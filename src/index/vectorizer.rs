//! TF-IDF vectorizer for one text field.

use std::collections::HashSet;
use std::sync::Arc;

use ahash::AHashMap;
use rayon::prelude::*;

use crate::analysis::analyzer::Analyzer;
use crate::error::{Result, StrataError};
use crate::index::sparse::{SparseMatrix, SparseVector};

/// Fitted TF-IDF model.
///
/// Weights are raw term counts times a smoothed inverse document frequency
/// `ln((1 + n) / (1 + df)) + 1`, and every vector is scaled to unit length.
/// Vocabulary columns follow lexicographic term order.
pub struct TfIdfVectorizer {
    /// Vocabulary: term -> column mapping.
    vocabulary: AHashMap<String, usize>,
    /// Column -> term.
    terms: Vec<String>,
    /// Document frequency per column.
    document_frequency: Vec<usize>,
    /// Inverse document frequency per column.
    idf: Vec<f64>,
    /// Number of documents seen during fitting.
    n_documents: usize,
    /// Analyzer for tokenization.
    analyzer: Arc<dyn Analyzer>,
}

impl std::fmt::Debug for TfIdfVectorizer {
    fn fmt(&self, f: &mut std::fmt::Formatter<'_>) -> std::fmt::Result {
        f.debug_struct("TfIdfVectorizer")
            .field("vocabulary_size", &self.vocabulary.len())
            .field("n_documents", &self.n_documents)
            .field("analyzer", &self.analyzer.name())
            .finish()
    }
}

impl TfIdfVectorizer {
    /// Fit on `documents` and return the model with the weighted matrix of
    /// the same documents, one row per document in input order.
    ///
    /// Terms found in fewer than `min_df` documents are dropped. Fails if no
    /// term survives.
    pub fn fit_transform(
        analyzer: Arc<dyn Analyzer>,
        documents: &[&str],
        min_df: usize,
    ) -> Result<(Self, SparseMatrix)> {
        let tokenized: Vec<Vec<String>> = documents
            .par_iter()
            .map(|doc| analyzer.terms(doc))
            .collect::<Result<_>>()?;

        let mut counts: AHashMap<&str, usize> = AHashMap::new();
        for tokens in &tokenized {
            let unique: HashSet<&str> = tokens.iter().map(String::as_str).collect();
            for token in unique {
                *counts.entry(token).or_insert(0) += 1;
            }
        }

        let mut kept: Vec<(&str, usize)> = counts
            .into_iter()
            .filter(|&(_, df)| df >= min_df)
            .collect();
        if kept.is_empty() {
            return Err(StrataError::configuration(format!(
                "no terms remain after applying min_df = {min_df}"
            )));
        }
        kept.sort_unstable_by(|a, b| a.0.cmp(b.0));

        let n = documents.len();
        let mut vocabulary = AHashMap::with_capacity(kept.len());
        let mut terms = Vec::with_capacity(kept.len());
        let mut document_frequency = Vec::with_capacity(kept.len());
        let mut idf = Vec::with_capacity(kept.len());
        for (column, (term, df)) in kept.into_iter().enumerate() {
            vocabulary.insert(term.to_string(), column);
            terms.push(term.to_string());
            document_frequency.push(df);
            idf.push(((n as f64 + 1.0) / (df as f64 + 1.0)).ln() + 1.0);
        }

        let vectorizer = TfIdfVectorizer {
            vocabulary,
            terms,
            document_frequency,
            idf,
            n_documents: n,
            analyzer,
        };

        let rows: Vec<SparseVector> = tokenized
            .par_iter()
            .map(|tokens| vectorizer.weigh(tokens))
            .collect();
        let matrix = SparseMatrix::from_rows(vectorizer.vocabulary_size(), &rows);

        Ok((vectorizer, matrix))
    }

    /// Transform arbitrary text into this model's weighted space. Unknown
    /// terms are ignored; the fitted statistics never change.
    pub fn transform(&self, text: &str) -> Result<SparseVector> {
        let tokens = self.analyzer.terms(text)?;
        Ok(self.weigh(&tokens))
    }

    fn weigh(&self, tokens: &[String]) -> SparseVector {
        let mut tf: AHashMap<usize, f64> = AHashMap::new();
        for token in tokens {
            if let Some(&column) = self.vocabulary.get(token) {
                *tf.entry(column).or_insert(0.0) += 1.0;
            }
        }

        let entries = tf
            .into_iter()
            .map(|(column, count)| (column, count * self.idf[column]))
            .collect();
        let mut vector = SparseVector::from_entries(self.vocabulary_size(), entries);
        vector.normalize();
        vector
    }

    /// Get the size of the vocabulary.
    pub fn vocabulary_size(&self) -> usize {
        self.terms.len()
    }

    /// Column of a term, if it is in the vocabulary.
    pub fn column(&self, term: &str) -> Option<usize> {
        self.vocabulary.get(term).copied()
    }

    /// Vocabulary terms in column order.
    pub fn terms(&self) -> &[String] {
        &self.terms
    }

    /// Inverse document frequency per column.
    pub fn idf(&self) -> &[f64] {
        &self.idf
    }

    /// Document frequency per column.
    pub fn document_frequency(&self) -> &[usize] {
        &self.document_frequency
    }

    /// Number of documents the model was fitted on.
    pub fn n_documents(&self) -> usize {
        self.n_documents
    }
}

#[cfg(test)]
mod tests {
    use super::*;
    use crate::analysis::analyzer::standard::StandardAnalyzer;

    fn fit(documents: &[&str], min_df: usize) -> Result<(TfIdfVectorizer, SparseMatrix)> {
        let analyzer = Arc::new(StandardAnalyzer::new().unwrap());
        TfIdfVectorizer::fit_transform(analyzer, documents, min_df)
    }

    #[test]
    fn test_tfidf_vectorizer() {
        let documents = ["python install guide", "java setup tutorial", "python tutorial"];
        let (vectorizer, matrix) = fit(&documents, 1).unwrap();

        assert_eq!(
            vectorizer.terms(),
            &["guide", "install", "java", "python", "setup", "tutorial"]
        );
        assert_eq!(matrix.n_rows(), 3);
        assert_eq!(matrix.n_cols(), 6);
        assert_eq!(vectorizer.document_frequency()[3], 2);

        // smoothed idf
        let expected = (4.0f64 / 3.0).ln() + 1.0;
        assert!((vectorizer.idf()[3] - expected).abs() < 1e-12);

        for norm in matrix.row_norms() {
            assert!((norm - 1.0).abs() < 1e-12);
        }
    }

    #[test]
    fn test_transform_ignores_unknown_terms() {
        let (vectorizer, _) = fit(&["python install guide", "java setup"], 1).unwrap();

        let q = vectorizer.transform("How do I install Python").unwrap();
        assert_eq!(q.as_row().nnz(), 2);
        assert!((q.as_row().norm() - 1.0).abs() < 1e-12);

        let empty = vectorizer.transform("rust cargo").unwrap();
        assert!(empty.is_zero());
    }

    #[test]
    fn test_min_df_prunes() {
        let documents = ["python guide", "python setup", "java setup", "python java"];
        let (vectorizer, _) = fit(&documents, 2).unwrap();
        assert_eq!(vectorizer.terms(), &["java", "python", "setup"]);
    }

    #[test]
    fn test_empty_vocabulary_is_error() {
        let err = fit(&["python guide", "java setup"], 3).unwrap_err();
        assert!(err.is_configuration());
    }
}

**Required work**:
Working from the records above, write out verbatim only the lines from the line containing "document_frequency.push(df);" through the line containing "pub fn transform(&self, text: &str)".

**Response to the task**:
            document_frequency.push(df);
            idf.push(((n as f64 + 1.0) / (df as f64 + 1.0)).ln() + 1.0);
        }

        let vectorizer = TfIdfVectorizer {
            vocabulary,
            terms,
            document_frequency,
            idf,
            n_documents: n,
            analyzer,
        };

        let rows: Vec<SparseVector> = tokenized
            .par_iter()
            .map(|tokens| vectorizer.weigh(tokens))
            .collect();
        let matrix = SparseMatrix::from_rows(vectorizer.vocabulary_size(), &rows);

        Ok((vectorizer, matrix))
    }

    /// Transform arbitrary text into this model's weighted space. Unknown
    /// terms are ignored; the fitted statistics never change.
    pub fn transform(&self, text: &str) -> Result<SparseVector> {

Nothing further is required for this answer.